- _DATA LISTING_

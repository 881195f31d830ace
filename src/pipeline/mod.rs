pub mod extract;
pub mod format;

use std::sync::Arc;

use log::{debug, info};

use crate::config::{AppConfig, SamplingParams};
use crate::detectors::{ObjectDetector, YoloHttpDetector};
use crate::error::PipelineError;
use crate::generators::{build_prompt, GeneratorFactory, TextGenerator};
use crate::labels::ClassLabels;
use crate::model::{FormattedRecipe, IngredientSet};

/// The detection-to-recipe pipeline.
///
/// Holds the injected model backends, the label table, and the fixed
/// decoding configuration. All state is read-only after construction, so one
/// instance is shared across concurrent requests without coordination.
pub struct RecipePipeline {
    detector: Arc<dyn ObjectDetector>,
    generator: Arc<dyn TextGenerator>,
    labels: ClassLabels,
    sampling: SamplingParams,
}

impl RecipePipeline {
    /// Assemble a pipeline from explicit collaborators
    pub fn new(
        detector: Arc<dyn ObjectDetector>,
        generator: Arc<dyn TextGenerator>,
        labels: ClassLabels,
        sampling: SamplingParams,
    ) -> Self {
        Self {
            detector,
            generator,
            labels,
            sampling,
        }
    }

    /// Build the production pipeline described by the configuration
    pub fn from_config(config: &AppConfig) -> Result<Self, PipelineError> {
        let detector = Arc::new(YoloHttpDetector::new(&config.detector));
        let generator: Arc<dyn TextGenerator> = Arc::from(
            GeneratorFactory::create(&config.generator)
                .map_err(|e| config::ConfigError::Message(e.to_string()))?,
        );
        let labels = ClassLabels::from_config(&config.detector)?;

        info!(
            "Pipeline ready: detector={}, generator={}, {} labels",
            detector.detector_name(),
            generator.generator_name(),
            labels.len()
        );

        Ok(Self::new(
            detector,
            generator,
            labels,
            config.generator.sampling.clone(),
        ))
    }

    /// Detect ingredients in one encoded image.
    ///
    /// The bytes are decoded first so corrupt uploads fail as a client error
    /// before the detection backend is invoked. An image with nothing
    /// recognizable in it yields the empty set, which is a normal outcome.
    pub async fn detect_ingredients(&self, image: &[u8]) -> Result<IngredientSet, PipelineError> {
        image::load_from_memory(image)?;

        let detections = self
            .detector
            .detect(image)
            .await
            .map_err(|e| PipelineError::ModelInvocation(e.to_string()))?;

        debug!("{} instances detected", detections.detections.len());
        Ok(extract::extract(&detections, &self.labels))
    }

    /// Generate raw recipe text for a non-empty ingredient string.
    ///
    /// One backend invocation, no retries. If the decoded text carries
    /// neither a `title:` nor a `directions:` marker, a parseable fallback is
    /// synthesized: the title names the first ingredient and the whole
    /// decoded text (markup replaced by newlines) becomes the directions
    /// body.
    pub async fn generate_raw(&self, ingredients: &str) -> Result<String, PipelineError> {
        if ingredients.trim().is_empty() {
            return Err(PipelineError::InvalidInput(
                "No ingredients provided".to_string(),
            ));
        }

        let prompt = build_prompt(ingredients);
        debug!("Generation prompt: {}", prompt);

        let decoded = self
            .generator
            .generate(&prompt, &self.sampling)
            .await
            .map_err(|e| PipelineError::ModelInvocation(e.to_string()))?;

        if !decoded.contains("title:") && !decoded.contains("directions:") {
            debug!("Generated text has no section markers, synthesizing fallback");
            let first = format::first_ingredient(ingredients);
            let body = format::replace_markup(&decoded);
            return Ok(format!(
                "title: Custom Recipe with {}\ndirections:\n{}",
                first, body
            ));
        }

        Ok(decoded)
    }

    /// Full recipe operation: generate once, then format for display
    pub async fn create_recipe(&self, ingredients: &str) -> Result<FormattedRecipe, PipelineError> {
        let raw = self.generate_raw(ingredients).await?;
        Ok(format::format(&raw, ingredients))
    }

    /// Detect, then generate and format, for the batch flow
    pub async fn recipe_from_image(
        &self,
        image: &[u8],
    ) -> Result<(IngredientSet, Option<FormattedRecipe>), PipelineError> {
        let ingredients = self.detect_ingredients(image).await?;
        if ingredients.is_empty() {
            return Ok((ingredients, None));
        }
        let recipe = self.create_recipe(&ingredients.to_string()).await?;
        Ok((ingredients, Some(recipe)))
    }
}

- _TASK TO COMPLETE_
Every line above with the string "SamplingParams" in it should be copied into the answer.

- _SOLVED EXERCISE_
use crate::config::{AppConfig, SamplingParams};
    sampling: SamplingParams,
        sampling: SamplingParams,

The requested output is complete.